What you are asked to do => Every single entry below should be reproduced verbatim.

Records for the exercise =>
################

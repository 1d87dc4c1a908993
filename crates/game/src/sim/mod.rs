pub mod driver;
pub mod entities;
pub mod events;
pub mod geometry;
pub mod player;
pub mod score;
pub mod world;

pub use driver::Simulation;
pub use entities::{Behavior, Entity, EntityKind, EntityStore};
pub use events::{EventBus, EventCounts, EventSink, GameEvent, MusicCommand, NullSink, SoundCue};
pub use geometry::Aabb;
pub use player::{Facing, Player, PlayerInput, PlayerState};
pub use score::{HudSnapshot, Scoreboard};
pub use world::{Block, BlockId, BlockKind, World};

################

Expected answer =>
repository 1d87dc4c1a908993
filename crates/game/src/sim/mod.rs
pub mod driver;
pub mod entities;
pub mod events;
pub mod geometry;
pub mod player;
pub mod score;
pub mod world;

pub use driver::Simulation;
pub use entities::{Behavior, Entity, EntityKind, EntityStore};
pub use events::{EventBus, EventCounts, EventSink, GameEvent, MusicCommand, NullSink, SoundCue};
pub use geometry::Aabb;
pub use player::{Facing, Player, PlayerInput, PlayerState};
pub use score::{HudSnapshot, Scoreboard};
pub use world::{Block, BlockId, BlockKind, World};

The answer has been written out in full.